Information supplied START

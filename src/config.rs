//! Startup settings with optional environment overrides
use std::time::Duration;

use crate::theory::{Mode, PitchClass};

pub const STEP_COUNT: usize = 16;
pub const MIN_BPM: f32 = 40.0;
pub const MAX_BPM: f32 = 240.0;
pub const OCTAVES: std::ops::RangeInclusive<i32> = 1..=7;

/// Tempo within `MIN_BPM..=MAX_BPM`; NaN becomes `MIN_BPM`.
pub fn clamp_bpm(bpm: f32) -> f32 {
    if bpm.is_nan() {
        MIN_BPM
    } else {
        bpm.clamp(MIN_BPM, MAX_BPM)
    }
}

#[derive(Debug, Clone, PartialEq)]
pub struct Settings {
    pub key: PitchClass,
    pub octave: i32,
    pub mode: Mode,
    pub bpm: f32,
    pub note_count: usize,
    pub step_count: usize,
    pub tempo_debounce: Duration,
    pub midi_client_name: String,
}

impl Default for Settings {
    fn default() -> Self {
        Self {
            key: PitchClass::C,
            octave: 4,
            mode: Mode::Ionian,
            bpm: 70.0,
            note_count: 7,
            step_count: STEP_COUNT,
            tempo_debounce: Duration::from_millis(250),
            midi_client_name: "Mode Master MIDI Output".to_string(),
        }
    }
}

impl Settings {
    /// Defaults, overridden by `MODE_MASTER_KEY`, `MODE_MASTER_OCTAVE`,
    /// `MODE_MASTER_MODE` and `MODE_MASTER_BPM` when present and valid.
    pub fn from_env() -> Self {
        Self::from_lookup(|name| std::env::var(name).ok())
    }

    pub fn from_lookup(lookup: impl Fn(&str) -> Option<String>) -> Self {
        let mut settings = Self::default();

        if let Some(raw) = lookup("MODE_MASTER_KEY") {
            match raw.parse() {
                Ok(key) => settings.key = key,
                Err(e) => tracing::warn!("ignoring MODE_MASTER_KEY: {}", e),
            }
        }

        if let Some(raw) = lookup("MODE_MASTER_OCTAVE") {
            match raw.parse::<i32>() {
                Ok(octave) if OCTAVES.contains(&octave) => settings.octave = octave,
                _ => tracing::warn!("ignoring MODE_MASTER_OCTAVE={:?}", raw),
            }
        }

        if let Some(raw) = lookup("MODE_MASTER_MODE") {
            match raw.parse() {
                Ok(mode) => settings.mode = mode,
                Err(e) => tracing::warn!("ignoring MODE_MASTER_MODE: {}", e),
            }
        }

        if let Some(raw) = lookup("MODE_MASTER_BPM") {
            match raw.parse::<f32>() {
                Ok(bpm) if (MIN_BPM..=MAX_BPM).contains(&bpm) => settings.bpm = bpm,
                _ => tracing::warn!("ignoring MODE_MASTER_BPM={:?}", raw),
            }
        }

        settings
    }
}

#[cfg(test)]
mod tests {
    use super::*;
    use std::collections::HashMap;

    fn lookup(vars: &[(&str, &str)]) -> impl Fn(&str) -> Option<String> {
        let map: HashMap<String, String> = vars
            .iter()
            .map(|(k, v)| (k.to_string(), v.to_string()))
            .collect();
        move |name| map.get(name).cloned()
    }

    #[test]
    fn test_clamp_bpm() {
        assert_eq!(clamp_bpm(120.0), 120.0);
        assert_eq!(clamp_bpm(0.0), MIN_BPM);
        assert_eq!(clamp_bpm(-30.0), MIN_BPM);
        assert_eq!(clamp_bpm(f32::NAN), MIN_BPM);
        assert_eq!(clamp_bpm(f32::INFINITY), MAX_BPM);
    }

    #[test]
    fn test_defaults_without_env() {
        assert_eq!(Settings::from_lookup(|_| None), Settings::default());
    }

    #[test]
    fn test_overrides() {
        let settings = Settings::from_lookup(lookup(&[
            ("MODE_MASTER_KEY", "F#"),
            ("MODE_MASTER_OCTAVE", "3"),
            ("MODE_MASTER_MODE", "Aeolian"),
            ("MODE_MASTER_BPM", "120"),
        ]));
        assert_eq!(settings.key, PitchClass::FSharp);
        assert_eq!(settings.octave, 3);
        assert_eq!(settings.mode, Mode::Aeolian);
        assert_eq!(settings.bpm, 120.0);
    }

    #[test]
    fn test_invalid_overrides_are_ignored() {
        let settings = Settings::from_lookup(lookup(&[
            ("MODE_MASTER_KEY", "Bb"),
            ("MODE_MASTER_OCTAVE", "12"),
            ("MODE_MASTER_MODE", "Blues"),
            ("MODE_MASTER_BPM", "fast"),
        ]));
        assert_eq!(settings, Settings::default());
    }
}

Information supplied END

**Goal of the exercise:** Please reproduce the closing stretch of the records, from the line with "assert_eq!(settings.bpm, 120.0);" through the last line, exactly as it stands.

**Written solution:**
        assert_eq!(settings.bpm, 120.0);
    }

    #[test]
    fn test_invalid_overrides_are_ignored() {
        let settings = Settings::from_lookup(lookup(&[
            ("MODE_MASTER_KEY", "Bb"),
            ("MODE_MASTER_OCTAVE", "12"),
            ("MODE_MASTER_MODE", "Blues"),
            ("MODE_MASTER_BPM", "fast"),
        ]));
        assert_eq!(settings, Settings::default());
    }
}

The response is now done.